Exercise instructions :: Report the count of lines below in which the string "span" occurs; include nothing else.

Material to process ::
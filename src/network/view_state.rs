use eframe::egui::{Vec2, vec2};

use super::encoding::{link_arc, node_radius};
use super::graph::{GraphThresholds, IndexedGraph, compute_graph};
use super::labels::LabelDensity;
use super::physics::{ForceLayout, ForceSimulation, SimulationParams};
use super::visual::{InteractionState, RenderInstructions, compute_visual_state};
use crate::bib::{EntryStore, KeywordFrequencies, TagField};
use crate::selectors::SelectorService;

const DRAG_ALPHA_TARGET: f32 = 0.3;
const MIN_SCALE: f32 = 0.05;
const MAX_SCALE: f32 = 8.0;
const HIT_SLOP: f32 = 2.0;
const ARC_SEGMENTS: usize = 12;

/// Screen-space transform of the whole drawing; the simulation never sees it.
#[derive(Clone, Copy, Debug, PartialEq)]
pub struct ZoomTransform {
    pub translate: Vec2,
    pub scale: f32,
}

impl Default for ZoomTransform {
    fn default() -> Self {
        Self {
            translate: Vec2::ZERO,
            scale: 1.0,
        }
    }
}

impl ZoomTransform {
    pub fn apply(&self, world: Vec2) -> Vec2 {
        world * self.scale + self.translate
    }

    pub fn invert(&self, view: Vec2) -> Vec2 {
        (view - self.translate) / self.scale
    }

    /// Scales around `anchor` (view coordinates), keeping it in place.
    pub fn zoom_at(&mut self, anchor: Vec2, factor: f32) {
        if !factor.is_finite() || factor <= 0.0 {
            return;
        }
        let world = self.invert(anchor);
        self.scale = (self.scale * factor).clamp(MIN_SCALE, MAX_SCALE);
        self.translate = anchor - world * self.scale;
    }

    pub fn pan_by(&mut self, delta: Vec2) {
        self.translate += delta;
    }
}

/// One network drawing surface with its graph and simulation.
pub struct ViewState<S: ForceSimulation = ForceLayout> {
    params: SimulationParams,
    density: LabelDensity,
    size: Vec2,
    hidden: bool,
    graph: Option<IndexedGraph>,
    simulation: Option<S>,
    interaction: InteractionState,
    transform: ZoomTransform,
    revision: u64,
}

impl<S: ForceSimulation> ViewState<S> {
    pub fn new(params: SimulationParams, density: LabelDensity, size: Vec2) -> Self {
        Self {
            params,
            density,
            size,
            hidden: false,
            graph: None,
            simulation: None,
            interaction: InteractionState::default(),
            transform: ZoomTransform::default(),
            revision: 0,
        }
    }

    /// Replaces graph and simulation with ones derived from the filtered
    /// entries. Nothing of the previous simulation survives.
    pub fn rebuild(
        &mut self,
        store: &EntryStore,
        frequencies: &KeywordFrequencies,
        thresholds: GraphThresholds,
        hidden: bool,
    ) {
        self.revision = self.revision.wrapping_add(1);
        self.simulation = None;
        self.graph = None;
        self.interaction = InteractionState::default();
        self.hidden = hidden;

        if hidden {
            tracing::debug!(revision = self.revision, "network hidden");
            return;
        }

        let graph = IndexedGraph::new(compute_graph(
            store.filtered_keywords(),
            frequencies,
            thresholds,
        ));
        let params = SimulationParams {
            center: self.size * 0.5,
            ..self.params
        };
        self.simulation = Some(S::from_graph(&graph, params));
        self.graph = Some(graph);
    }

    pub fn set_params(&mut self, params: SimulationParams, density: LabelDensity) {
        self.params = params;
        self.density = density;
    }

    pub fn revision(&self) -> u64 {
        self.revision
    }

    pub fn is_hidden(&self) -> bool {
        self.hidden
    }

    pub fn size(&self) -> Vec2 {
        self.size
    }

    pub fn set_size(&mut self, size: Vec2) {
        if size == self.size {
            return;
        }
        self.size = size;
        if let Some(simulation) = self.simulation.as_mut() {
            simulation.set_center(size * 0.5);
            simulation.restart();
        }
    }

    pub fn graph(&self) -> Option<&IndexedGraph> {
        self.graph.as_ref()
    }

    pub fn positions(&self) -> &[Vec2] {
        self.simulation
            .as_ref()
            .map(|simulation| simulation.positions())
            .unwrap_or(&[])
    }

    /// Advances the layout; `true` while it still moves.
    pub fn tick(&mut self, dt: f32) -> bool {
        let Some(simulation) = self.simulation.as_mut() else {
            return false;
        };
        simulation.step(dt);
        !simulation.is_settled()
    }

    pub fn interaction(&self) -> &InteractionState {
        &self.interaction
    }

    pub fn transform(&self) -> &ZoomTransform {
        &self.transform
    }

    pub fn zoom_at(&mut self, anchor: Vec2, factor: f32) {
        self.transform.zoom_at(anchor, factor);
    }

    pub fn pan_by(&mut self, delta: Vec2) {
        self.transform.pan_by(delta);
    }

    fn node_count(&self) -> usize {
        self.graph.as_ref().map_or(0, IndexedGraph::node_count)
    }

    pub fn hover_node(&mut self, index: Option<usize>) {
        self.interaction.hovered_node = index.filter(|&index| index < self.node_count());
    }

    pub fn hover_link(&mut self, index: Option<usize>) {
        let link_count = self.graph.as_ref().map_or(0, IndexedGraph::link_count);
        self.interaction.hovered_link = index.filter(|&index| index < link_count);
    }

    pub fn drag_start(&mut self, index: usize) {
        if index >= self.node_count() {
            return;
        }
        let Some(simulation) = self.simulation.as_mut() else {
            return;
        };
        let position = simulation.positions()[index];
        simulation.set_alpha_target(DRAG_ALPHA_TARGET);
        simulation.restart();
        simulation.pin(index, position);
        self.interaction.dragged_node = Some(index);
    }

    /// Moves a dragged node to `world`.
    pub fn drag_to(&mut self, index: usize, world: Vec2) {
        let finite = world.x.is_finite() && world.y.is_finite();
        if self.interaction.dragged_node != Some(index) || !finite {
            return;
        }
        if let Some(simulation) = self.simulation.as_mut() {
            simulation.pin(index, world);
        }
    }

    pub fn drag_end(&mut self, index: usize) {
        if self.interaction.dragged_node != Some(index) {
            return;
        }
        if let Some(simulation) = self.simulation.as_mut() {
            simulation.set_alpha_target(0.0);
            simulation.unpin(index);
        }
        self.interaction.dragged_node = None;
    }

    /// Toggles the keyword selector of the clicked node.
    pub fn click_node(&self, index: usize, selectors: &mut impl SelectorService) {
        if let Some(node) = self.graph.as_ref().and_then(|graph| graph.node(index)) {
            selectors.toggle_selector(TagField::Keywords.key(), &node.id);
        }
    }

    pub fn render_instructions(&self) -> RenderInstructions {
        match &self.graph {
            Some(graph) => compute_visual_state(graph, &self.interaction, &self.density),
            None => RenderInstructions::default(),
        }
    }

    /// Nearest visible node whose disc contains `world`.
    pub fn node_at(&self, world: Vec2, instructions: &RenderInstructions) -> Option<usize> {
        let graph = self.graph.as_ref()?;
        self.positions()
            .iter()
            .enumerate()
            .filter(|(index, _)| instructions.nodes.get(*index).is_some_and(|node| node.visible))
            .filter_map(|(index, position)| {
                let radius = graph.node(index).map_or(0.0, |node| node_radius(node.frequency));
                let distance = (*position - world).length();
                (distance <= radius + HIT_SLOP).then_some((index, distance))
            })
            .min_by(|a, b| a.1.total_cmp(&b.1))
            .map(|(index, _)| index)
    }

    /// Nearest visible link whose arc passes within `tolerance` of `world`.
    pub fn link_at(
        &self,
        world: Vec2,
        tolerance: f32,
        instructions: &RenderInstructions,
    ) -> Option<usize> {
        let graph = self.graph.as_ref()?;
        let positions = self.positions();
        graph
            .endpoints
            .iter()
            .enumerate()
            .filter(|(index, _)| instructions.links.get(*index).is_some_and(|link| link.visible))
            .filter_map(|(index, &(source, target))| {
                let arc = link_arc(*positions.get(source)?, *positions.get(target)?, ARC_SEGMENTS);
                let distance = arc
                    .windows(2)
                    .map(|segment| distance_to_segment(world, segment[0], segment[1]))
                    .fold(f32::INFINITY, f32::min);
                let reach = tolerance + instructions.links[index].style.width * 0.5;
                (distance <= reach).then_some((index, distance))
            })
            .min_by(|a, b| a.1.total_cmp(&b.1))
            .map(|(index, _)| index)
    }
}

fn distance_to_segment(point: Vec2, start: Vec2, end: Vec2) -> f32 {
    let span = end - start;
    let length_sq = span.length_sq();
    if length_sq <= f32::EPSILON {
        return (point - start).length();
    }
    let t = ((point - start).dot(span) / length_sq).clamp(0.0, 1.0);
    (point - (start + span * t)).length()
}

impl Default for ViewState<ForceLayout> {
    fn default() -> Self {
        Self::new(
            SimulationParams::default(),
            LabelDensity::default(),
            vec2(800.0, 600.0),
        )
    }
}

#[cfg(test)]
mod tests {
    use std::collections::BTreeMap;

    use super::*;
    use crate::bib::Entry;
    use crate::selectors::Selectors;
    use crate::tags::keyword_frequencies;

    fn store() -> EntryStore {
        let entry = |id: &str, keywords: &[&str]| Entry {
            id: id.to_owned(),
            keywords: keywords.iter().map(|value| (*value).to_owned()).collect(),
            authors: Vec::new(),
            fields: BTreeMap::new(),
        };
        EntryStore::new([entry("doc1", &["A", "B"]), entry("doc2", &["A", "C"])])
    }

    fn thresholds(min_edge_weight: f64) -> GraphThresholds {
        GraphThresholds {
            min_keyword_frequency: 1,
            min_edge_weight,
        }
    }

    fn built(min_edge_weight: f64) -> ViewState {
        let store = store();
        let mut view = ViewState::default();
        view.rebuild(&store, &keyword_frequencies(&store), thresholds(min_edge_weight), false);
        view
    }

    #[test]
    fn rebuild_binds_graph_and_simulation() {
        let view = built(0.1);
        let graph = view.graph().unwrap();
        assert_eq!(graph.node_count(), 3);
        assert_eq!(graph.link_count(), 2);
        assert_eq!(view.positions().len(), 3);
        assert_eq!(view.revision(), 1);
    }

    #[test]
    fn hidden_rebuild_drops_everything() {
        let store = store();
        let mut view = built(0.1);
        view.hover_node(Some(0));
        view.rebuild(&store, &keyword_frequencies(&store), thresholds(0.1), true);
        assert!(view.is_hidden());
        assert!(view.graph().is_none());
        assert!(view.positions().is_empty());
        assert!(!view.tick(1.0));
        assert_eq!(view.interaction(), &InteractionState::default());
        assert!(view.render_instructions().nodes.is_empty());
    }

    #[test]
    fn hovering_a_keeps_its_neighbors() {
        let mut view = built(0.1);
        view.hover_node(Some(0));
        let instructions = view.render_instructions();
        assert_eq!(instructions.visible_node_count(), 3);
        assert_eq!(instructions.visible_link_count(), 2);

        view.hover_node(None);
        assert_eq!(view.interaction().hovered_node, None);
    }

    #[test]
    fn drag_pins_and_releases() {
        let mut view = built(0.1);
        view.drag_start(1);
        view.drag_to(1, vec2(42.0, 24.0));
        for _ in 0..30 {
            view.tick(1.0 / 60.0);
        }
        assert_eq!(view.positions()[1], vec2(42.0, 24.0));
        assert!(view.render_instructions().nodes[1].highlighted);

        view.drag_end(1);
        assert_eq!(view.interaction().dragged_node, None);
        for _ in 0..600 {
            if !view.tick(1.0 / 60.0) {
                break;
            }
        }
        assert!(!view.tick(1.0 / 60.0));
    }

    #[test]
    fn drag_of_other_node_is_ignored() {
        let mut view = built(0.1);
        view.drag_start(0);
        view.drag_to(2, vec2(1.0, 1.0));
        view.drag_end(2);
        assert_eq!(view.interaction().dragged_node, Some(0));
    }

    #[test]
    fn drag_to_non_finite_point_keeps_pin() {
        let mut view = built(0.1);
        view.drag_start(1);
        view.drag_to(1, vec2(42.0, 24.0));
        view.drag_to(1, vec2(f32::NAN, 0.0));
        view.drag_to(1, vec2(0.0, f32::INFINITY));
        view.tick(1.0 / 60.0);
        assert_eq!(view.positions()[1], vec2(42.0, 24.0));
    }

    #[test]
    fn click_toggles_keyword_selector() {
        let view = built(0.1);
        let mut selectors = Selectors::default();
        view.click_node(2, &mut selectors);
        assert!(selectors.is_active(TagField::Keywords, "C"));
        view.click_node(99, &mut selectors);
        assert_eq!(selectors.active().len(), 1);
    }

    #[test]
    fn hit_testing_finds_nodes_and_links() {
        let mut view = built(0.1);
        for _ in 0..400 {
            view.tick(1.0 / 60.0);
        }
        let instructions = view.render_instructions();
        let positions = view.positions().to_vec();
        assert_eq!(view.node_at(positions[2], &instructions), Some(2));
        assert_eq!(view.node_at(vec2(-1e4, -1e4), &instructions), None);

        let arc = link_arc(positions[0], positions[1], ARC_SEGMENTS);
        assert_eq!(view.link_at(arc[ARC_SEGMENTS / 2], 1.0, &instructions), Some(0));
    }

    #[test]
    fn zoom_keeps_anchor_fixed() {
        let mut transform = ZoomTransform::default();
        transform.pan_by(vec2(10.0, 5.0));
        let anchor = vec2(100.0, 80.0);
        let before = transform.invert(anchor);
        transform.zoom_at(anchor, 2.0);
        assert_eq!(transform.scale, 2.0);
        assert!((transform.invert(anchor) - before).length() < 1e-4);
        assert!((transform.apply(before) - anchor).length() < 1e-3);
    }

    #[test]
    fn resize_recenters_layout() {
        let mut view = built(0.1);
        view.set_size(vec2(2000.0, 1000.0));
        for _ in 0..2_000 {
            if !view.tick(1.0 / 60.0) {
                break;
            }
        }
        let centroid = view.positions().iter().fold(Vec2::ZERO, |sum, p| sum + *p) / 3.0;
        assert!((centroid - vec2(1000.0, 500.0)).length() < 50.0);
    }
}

Task answer :: 4